▶ Task to complete
Find the lines in the records below that contain "PieceColor", and report each of them.

Saved entries:
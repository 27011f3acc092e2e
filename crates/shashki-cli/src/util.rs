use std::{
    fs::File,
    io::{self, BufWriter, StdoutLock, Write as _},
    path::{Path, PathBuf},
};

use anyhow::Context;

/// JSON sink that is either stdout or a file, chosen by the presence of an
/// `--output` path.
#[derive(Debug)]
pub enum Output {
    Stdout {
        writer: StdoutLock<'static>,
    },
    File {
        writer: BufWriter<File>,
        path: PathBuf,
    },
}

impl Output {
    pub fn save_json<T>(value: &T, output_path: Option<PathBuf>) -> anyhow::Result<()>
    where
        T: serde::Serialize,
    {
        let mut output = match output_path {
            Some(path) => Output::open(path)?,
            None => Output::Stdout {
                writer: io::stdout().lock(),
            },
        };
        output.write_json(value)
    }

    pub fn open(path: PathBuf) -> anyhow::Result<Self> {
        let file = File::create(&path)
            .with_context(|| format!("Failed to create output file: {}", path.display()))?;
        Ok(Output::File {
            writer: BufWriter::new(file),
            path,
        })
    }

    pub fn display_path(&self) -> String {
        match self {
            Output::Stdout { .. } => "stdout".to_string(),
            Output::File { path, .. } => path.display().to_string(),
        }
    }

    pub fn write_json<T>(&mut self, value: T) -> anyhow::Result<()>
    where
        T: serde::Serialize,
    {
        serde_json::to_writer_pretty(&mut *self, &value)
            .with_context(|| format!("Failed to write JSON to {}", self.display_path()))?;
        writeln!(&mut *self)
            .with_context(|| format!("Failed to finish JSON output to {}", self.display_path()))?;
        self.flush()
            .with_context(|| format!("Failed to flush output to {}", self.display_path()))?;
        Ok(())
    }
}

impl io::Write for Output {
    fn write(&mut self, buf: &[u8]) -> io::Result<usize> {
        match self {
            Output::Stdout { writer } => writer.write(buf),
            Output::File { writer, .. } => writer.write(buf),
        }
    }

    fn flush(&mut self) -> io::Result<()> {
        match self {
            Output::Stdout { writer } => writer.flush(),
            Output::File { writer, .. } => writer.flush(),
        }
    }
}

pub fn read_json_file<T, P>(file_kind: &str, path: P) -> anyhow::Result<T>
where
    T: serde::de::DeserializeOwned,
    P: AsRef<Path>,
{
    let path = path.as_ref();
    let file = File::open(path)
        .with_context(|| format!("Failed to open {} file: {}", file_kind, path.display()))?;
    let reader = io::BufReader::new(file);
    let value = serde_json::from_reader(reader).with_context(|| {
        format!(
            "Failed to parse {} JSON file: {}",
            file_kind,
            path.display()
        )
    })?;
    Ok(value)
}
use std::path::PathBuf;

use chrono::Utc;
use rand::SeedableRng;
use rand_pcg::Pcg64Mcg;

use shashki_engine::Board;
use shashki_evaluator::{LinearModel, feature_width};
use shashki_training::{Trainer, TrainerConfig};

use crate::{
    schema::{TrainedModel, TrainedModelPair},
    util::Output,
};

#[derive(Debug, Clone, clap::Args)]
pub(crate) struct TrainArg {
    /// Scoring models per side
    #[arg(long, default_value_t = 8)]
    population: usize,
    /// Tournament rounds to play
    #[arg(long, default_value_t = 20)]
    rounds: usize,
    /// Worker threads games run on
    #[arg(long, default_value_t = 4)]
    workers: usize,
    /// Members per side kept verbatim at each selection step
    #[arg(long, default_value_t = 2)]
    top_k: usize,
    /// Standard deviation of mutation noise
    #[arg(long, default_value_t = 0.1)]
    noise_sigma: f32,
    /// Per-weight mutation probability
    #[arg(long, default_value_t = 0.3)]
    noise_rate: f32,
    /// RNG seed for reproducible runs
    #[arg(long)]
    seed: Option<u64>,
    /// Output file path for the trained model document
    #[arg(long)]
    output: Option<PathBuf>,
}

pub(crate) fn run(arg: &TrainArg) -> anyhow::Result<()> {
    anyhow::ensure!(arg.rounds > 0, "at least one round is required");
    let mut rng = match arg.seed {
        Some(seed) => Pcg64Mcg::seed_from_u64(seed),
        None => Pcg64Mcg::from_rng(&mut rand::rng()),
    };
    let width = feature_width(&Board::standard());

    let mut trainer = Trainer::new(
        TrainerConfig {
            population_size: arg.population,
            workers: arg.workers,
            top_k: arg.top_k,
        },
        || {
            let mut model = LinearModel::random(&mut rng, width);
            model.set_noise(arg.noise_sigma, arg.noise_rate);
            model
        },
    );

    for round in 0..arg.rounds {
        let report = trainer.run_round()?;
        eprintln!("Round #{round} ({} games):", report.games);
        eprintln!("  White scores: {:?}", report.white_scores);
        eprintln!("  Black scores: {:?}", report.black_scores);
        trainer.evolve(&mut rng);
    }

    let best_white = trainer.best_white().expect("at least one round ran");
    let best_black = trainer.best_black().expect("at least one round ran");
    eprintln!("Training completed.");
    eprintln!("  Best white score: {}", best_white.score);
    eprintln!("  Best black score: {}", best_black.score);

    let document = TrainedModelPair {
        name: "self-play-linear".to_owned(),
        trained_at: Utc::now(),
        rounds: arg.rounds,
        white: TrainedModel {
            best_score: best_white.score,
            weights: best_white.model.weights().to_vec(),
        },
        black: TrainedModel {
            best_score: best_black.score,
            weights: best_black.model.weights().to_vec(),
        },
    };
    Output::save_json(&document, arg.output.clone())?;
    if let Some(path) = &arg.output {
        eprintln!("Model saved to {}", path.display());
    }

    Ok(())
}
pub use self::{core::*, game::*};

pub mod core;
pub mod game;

...

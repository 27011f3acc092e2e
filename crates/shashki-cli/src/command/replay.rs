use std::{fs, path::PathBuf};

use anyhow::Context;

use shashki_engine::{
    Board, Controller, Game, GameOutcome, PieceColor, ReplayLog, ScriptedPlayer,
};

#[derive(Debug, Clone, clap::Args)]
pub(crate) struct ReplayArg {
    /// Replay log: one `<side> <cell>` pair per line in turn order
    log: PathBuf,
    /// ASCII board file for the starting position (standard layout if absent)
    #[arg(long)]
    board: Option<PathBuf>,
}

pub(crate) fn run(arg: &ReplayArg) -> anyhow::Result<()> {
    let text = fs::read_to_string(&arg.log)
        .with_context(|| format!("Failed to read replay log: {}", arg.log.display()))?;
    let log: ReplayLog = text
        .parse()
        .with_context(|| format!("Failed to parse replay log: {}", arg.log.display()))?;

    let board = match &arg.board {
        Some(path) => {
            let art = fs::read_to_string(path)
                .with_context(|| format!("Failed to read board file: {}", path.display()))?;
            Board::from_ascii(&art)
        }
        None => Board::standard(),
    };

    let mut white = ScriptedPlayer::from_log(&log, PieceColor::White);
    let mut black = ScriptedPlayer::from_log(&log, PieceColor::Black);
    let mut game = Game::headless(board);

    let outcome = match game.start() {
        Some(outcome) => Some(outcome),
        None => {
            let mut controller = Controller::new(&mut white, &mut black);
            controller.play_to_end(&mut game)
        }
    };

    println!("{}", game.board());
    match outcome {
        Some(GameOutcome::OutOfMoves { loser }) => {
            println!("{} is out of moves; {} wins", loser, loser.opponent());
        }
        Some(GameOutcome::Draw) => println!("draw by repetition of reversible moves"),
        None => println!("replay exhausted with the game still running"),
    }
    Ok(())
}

---

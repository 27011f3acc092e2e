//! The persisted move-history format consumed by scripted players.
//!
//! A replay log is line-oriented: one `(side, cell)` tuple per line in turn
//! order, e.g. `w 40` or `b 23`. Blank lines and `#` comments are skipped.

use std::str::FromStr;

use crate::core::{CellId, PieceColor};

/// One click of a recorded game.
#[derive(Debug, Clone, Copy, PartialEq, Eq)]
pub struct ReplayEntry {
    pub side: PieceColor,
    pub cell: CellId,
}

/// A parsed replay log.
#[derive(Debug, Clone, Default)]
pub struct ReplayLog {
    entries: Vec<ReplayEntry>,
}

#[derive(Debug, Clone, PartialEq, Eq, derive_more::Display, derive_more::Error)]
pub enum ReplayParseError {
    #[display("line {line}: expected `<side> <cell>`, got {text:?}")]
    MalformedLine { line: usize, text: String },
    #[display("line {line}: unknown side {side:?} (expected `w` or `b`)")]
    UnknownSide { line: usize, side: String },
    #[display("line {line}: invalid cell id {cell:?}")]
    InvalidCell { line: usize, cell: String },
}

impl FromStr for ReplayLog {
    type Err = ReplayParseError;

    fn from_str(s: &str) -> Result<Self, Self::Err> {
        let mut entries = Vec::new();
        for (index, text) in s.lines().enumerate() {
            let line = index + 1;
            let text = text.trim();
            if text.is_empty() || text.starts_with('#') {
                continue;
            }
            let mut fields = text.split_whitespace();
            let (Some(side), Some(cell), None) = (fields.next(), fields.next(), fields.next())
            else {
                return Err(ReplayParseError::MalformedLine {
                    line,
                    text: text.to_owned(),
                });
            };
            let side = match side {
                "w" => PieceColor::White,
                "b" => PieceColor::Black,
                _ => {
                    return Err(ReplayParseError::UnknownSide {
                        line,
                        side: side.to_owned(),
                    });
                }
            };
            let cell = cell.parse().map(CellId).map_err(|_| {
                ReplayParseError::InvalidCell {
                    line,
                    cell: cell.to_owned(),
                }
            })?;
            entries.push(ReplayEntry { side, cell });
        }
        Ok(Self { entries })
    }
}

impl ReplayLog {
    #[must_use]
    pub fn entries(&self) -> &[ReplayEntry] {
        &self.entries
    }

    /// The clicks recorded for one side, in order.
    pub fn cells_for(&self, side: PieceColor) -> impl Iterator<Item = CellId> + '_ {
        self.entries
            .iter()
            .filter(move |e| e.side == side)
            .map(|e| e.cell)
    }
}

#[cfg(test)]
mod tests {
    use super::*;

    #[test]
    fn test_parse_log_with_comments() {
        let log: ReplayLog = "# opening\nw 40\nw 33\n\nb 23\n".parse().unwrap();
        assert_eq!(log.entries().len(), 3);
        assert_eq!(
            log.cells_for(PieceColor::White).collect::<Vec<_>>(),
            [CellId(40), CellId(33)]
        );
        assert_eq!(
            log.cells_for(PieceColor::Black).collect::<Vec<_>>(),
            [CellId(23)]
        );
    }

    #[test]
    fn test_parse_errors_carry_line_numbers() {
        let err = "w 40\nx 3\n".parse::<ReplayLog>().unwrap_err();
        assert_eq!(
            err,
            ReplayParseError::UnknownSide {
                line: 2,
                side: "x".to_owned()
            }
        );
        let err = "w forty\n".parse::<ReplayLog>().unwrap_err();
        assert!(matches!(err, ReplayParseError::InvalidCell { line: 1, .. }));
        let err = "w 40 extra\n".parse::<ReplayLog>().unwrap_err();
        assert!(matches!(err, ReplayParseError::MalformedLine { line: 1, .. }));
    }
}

▶ Solution to the problem
    Board, Controller, Game, GameOutcome, PieceColor, ReplayLog, ScriptedPlayer,
    let mut white = ScriptedPlayer::from_log(&log, PieceColor::White);
    let mut black = ScriptedPlayer::from_log(&log, PieceColor::Black);
use crate::core::{CellId, PieceColor};
    pub side: PieceColor,
                "w" => PieceColor::White,
                "b" => PieceColor::Black,
    pub fn cells_for(&self, side: PieceColor) -> impl Iterator<Item = CellId> + '_ {
            log.cells_for(PieceColor::White).collect::<Vec<_>>(),
            log.cells_for(PieceColor::Black).collect::<Vec<_>>(),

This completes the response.